» Work instructions
The records sit below. Return every line in them that holds the word "PlanningError".

(Beginning of Task input)

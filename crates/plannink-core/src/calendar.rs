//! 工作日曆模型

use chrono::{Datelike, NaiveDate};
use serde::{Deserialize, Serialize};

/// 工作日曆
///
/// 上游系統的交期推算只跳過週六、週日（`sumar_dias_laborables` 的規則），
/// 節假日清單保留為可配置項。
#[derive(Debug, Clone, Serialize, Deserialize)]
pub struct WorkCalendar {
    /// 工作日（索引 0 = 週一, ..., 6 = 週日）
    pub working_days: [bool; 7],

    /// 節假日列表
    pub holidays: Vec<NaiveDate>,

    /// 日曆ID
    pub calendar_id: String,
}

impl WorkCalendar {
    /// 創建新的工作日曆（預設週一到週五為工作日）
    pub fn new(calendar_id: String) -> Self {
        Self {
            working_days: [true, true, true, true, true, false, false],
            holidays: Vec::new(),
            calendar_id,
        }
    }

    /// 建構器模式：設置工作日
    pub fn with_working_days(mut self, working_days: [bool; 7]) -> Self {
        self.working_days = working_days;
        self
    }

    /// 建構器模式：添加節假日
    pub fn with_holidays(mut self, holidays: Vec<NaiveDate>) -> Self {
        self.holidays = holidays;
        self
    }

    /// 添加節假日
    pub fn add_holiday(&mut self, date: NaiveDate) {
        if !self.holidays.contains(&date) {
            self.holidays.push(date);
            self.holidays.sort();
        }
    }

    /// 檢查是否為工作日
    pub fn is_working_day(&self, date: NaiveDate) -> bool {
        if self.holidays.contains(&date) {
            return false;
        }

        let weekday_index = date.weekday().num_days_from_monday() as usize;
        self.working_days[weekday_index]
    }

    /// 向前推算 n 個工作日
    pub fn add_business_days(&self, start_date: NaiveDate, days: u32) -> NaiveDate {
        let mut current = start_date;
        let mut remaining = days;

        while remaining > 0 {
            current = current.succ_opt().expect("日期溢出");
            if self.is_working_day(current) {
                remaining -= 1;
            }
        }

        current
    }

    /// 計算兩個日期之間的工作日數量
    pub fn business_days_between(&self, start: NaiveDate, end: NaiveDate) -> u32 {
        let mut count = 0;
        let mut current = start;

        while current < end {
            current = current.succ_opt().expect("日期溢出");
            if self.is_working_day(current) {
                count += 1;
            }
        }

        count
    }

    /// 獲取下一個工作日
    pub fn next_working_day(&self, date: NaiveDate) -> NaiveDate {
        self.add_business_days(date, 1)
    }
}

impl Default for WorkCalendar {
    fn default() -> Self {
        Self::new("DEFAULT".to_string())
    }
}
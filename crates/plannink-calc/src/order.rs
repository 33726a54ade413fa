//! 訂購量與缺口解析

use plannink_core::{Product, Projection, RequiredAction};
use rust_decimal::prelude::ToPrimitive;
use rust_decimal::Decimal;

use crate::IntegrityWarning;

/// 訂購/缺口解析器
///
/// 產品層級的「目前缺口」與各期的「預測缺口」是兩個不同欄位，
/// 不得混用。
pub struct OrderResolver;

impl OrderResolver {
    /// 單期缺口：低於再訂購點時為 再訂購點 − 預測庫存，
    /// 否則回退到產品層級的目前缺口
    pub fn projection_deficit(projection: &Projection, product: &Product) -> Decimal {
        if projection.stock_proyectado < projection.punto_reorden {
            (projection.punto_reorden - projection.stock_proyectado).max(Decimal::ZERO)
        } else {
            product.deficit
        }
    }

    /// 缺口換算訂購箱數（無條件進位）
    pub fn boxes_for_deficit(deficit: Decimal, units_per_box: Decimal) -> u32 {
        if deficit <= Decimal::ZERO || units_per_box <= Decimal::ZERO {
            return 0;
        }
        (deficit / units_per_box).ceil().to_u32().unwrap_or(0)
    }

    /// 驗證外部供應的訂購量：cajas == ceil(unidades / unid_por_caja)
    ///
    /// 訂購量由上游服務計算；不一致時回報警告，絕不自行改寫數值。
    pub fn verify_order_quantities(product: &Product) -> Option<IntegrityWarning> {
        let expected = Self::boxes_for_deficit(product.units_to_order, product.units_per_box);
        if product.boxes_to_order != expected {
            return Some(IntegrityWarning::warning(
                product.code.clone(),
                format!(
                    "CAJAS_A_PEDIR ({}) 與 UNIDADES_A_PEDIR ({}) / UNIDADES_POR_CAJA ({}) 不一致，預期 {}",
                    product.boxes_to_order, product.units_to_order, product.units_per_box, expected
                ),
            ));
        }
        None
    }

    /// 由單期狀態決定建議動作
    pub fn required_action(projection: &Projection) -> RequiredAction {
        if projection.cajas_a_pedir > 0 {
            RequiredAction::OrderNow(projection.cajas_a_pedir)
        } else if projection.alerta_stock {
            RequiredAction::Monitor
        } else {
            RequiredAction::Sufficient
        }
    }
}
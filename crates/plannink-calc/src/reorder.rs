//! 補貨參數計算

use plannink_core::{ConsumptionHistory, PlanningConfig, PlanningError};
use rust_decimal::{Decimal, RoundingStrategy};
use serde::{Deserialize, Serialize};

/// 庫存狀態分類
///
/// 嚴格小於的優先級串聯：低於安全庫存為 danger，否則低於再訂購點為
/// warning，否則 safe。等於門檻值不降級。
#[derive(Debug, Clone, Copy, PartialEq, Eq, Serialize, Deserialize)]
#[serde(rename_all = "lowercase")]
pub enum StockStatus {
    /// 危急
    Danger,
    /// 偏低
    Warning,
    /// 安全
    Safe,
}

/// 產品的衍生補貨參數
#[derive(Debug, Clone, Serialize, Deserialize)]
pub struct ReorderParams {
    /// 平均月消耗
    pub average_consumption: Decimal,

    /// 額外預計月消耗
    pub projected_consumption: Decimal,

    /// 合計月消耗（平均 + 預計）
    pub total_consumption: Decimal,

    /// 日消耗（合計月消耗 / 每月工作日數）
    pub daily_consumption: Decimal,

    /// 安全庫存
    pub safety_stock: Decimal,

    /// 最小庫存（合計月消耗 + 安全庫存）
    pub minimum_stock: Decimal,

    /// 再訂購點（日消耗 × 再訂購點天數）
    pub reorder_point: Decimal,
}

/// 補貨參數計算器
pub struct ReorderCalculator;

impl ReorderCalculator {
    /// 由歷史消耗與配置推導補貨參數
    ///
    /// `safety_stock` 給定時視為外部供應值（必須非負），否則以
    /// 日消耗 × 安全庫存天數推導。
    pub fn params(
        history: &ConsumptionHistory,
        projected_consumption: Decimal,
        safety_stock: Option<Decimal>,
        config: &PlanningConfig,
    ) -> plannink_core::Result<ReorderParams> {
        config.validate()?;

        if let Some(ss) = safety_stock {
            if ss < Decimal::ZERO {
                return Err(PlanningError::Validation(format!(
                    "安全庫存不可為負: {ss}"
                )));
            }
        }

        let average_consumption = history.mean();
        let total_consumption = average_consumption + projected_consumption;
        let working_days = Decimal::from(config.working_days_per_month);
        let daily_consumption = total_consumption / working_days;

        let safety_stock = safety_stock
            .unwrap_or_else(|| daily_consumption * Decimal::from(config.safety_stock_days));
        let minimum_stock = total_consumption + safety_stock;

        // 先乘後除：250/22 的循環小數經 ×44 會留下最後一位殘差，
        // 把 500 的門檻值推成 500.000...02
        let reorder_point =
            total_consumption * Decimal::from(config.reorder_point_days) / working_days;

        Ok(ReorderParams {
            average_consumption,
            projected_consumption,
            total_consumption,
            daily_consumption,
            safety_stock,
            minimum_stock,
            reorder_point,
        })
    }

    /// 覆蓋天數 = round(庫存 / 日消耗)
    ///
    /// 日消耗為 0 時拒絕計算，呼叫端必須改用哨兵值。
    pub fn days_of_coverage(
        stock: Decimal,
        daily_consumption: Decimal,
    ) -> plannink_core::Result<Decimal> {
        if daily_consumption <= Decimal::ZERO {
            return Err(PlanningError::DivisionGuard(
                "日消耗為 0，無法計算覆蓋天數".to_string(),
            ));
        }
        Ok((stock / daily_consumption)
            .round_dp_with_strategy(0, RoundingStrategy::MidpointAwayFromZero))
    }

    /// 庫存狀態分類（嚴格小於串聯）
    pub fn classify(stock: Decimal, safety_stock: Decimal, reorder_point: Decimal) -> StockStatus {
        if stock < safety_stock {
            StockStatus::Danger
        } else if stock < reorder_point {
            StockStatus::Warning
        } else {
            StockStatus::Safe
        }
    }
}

(End of Task input)
(Beginning of Task input)

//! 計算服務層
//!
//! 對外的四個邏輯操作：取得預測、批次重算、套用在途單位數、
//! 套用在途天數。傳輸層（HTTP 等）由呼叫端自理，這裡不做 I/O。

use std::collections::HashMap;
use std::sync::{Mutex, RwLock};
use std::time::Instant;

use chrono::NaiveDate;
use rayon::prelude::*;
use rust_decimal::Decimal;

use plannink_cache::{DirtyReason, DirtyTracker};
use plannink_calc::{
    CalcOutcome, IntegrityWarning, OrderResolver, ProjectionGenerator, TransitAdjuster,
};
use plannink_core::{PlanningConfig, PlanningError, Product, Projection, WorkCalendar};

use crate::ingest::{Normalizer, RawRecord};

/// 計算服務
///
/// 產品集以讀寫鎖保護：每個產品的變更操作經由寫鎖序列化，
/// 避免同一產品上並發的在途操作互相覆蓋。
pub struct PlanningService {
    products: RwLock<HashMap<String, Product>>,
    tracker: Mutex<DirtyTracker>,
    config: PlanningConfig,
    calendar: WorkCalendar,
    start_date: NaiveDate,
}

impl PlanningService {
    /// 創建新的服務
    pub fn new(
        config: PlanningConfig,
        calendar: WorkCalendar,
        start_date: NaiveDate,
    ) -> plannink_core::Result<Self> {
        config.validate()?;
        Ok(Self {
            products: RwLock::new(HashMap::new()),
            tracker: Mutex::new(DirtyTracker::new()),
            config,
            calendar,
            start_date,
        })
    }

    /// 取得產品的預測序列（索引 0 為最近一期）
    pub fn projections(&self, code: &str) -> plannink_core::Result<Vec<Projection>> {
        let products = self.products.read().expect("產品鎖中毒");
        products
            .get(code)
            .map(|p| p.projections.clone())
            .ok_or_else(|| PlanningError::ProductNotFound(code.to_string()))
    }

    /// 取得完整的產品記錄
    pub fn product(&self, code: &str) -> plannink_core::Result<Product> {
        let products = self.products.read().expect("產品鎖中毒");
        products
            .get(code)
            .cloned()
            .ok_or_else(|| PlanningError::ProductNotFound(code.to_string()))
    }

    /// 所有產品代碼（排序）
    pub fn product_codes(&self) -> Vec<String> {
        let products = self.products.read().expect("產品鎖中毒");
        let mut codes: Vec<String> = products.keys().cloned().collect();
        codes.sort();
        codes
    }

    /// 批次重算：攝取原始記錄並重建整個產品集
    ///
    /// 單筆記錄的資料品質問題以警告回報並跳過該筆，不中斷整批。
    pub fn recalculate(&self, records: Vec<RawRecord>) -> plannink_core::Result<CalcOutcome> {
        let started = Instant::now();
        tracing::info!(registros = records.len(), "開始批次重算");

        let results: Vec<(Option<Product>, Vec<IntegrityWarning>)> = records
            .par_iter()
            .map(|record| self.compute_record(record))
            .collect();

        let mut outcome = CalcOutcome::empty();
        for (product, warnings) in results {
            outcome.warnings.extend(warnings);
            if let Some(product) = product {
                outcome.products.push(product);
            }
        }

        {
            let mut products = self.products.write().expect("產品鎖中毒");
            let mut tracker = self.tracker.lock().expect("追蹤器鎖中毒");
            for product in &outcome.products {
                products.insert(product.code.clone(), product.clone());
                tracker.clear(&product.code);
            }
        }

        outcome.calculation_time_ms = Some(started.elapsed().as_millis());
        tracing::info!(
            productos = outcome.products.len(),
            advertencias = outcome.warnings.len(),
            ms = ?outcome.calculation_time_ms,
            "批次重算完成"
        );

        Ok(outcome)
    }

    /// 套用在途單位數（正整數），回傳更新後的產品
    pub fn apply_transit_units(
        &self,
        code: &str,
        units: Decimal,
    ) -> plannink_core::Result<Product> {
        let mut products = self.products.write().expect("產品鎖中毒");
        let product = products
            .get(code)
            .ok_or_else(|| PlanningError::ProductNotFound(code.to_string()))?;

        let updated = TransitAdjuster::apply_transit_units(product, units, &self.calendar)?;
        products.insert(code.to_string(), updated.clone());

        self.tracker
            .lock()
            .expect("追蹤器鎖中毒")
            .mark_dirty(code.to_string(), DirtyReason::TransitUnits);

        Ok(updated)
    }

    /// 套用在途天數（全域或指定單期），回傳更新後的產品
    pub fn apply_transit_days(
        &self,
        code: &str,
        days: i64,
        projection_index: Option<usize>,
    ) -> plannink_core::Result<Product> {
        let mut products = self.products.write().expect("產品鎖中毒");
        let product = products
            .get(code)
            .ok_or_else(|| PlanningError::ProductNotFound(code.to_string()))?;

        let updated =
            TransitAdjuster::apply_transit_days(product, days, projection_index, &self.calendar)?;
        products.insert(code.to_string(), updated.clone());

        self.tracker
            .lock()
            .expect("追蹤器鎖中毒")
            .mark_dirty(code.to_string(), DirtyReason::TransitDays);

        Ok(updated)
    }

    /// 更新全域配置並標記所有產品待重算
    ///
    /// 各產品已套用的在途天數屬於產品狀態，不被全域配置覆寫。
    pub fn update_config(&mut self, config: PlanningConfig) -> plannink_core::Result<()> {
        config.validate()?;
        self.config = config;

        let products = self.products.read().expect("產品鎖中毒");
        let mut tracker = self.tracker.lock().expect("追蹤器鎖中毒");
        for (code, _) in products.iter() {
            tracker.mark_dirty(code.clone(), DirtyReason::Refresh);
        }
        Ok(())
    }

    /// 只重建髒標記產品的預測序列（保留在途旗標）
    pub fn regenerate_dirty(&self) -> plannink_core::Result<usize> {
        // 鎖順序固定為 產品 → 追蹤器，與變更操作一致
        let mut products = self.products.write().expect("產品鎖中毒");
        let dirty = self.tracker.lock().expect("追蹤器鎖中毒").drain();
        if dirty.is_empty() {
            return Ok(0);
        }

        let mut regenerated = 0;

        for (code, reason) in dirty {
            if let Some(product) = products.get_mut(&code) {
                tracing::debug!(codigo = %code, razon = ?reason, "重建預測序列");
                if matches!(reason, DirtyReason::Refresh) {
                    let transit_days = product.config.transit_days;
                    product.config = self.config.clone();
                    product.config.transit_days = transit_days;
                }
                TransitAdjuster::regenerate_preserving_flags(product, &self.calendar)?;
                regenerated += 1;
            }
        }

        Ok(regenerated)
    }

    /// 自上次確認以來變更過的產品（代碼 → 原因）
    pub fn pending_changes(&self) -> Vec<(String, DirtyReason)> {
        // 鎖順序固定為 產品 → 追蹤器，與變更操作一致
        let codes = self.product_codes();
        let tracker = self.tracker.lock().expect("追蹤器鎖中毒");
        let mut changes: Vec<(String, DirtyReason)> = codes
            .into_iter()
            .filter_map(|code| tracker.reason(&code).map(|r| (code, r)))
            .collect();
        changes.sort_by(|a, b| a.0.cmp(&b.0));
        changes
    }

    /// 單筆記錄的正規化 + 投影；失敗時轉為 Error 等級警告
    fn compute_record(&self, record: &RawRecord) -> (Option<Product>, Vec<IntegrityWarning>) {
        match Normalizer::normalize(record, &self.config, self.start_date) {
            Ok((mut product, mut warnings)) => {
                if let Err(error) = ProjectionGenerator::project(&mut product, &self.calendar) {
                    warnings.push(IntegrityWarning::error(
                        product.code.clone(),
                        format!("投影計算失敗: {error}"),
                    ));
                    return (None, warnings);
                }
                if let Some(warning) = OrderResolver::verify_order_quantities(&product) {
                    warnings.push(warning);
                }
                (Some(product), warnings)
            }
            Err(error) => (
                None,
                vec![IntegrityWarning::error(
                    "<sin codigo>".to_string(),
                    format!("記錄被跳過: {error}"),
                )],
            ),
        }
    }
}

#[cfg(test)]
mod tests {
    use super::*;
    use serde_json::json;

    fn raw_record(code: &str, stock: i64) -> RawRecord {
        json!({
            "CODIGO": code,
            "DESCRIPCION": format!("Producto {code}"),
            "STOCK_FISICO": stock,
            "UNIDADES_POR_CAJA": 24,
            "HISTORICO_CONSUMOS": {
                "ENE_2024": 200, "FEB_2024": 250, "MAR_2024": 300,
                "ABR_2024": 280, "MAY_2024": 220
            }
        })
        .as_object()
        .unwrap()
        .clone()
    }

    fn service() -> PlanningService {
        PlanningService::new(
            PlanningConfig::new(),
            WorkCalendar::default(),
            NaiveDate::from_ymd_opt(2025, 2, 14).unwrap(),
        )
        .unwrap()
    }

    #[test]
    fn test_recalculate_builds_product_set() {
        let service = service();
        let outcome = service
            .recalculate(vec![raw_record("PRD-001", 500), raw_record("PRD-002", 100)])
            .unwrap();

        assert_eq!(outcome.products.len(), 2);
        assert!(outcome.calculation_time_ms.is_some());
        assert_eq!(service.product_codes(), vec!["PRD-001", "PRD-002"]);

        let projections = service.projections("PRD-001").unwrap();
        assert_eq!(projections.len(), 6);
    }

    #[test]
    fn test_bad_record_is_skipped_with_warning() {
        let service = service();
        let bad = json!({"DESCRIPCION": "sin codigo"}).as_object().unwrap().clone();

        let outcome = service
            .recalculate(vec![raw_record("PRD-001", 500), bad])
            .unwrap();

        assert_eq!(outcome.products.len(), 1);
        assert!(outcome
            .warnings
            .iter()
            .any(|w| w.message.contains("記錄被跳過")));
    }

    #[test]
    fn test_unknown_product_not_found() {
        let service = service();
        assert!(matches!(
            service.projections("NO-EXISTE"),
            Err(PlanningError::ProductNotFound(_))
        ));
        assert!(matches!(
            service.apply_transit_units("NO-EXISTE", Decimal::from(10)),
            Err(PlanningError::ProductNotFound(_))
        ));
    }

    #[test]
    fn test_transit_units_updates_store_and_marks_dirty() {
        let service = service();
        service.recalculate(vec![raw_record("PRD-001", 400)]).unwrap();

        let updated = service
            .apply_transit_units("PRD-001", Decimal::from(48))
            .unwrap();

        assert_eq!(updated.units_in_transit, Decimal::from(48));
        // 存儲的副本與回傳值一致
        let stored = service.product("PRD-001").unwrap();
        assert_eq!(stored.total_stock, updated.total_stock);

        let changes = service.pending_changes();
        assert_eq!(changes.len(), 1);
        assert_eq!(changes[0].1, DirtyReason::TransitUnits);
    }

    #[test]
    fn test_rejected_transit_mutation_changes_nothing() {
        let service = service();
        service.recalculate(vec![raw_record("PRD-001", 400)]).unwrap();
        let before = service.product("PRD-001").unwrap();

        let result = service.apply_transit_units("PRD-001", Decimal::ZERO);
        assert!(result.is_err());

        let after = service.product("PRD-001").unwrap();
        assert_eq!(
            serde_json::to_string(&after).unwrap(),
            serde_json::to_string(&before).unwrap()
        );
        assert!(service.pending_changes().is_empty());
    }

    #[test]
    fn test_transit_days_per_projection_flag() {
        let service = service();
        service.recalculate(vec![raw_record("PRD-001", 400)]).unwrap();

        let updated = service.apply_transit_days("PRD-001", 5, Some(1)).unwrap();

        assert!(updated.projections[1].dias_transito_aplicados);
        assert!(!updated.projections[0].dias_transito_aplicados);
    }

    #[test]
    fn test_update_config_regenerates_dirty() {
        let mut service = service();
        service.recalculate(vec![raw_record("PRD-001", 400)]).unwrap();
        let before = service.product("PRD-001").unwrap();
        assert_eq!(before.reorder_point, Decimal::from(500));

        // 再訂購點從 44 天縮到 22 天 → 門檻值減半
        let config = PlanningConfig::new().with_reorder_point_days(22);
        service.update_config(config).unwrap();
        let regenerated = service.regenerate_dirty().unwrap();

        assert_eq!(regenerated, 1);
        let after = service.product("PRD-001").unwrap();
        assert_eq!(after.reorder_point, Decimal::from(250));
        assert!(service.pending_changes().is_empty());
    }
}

(End of Task input)

» Result below
use plannink_core::{ConsumptionHistory, PlanningConfig, PlanningError};
                return Err(PlanningError::Validation(format!(
            return Err(PlanningError::DivisionGuard(
use plannink_core::{PlanningConfig, PlanningError, Product, Projection, WorkCalendar};
            .ok_or_else(|| PlanningError::ProductNotFound(code.to_string()))
            .ok_or_else(|| PlanningError::ProductNotFound(code.to_string()))
            .ok_or_else(|| PlanningError::ProductNotFound(code.to_string()))?;
            .ok_or_else(|| PlanningError::ProductNotFound(code.to_string()))?;
            Err(PlanningError::ProductNotFound(_))
            Err(PlanningError::ProductNotFound(_))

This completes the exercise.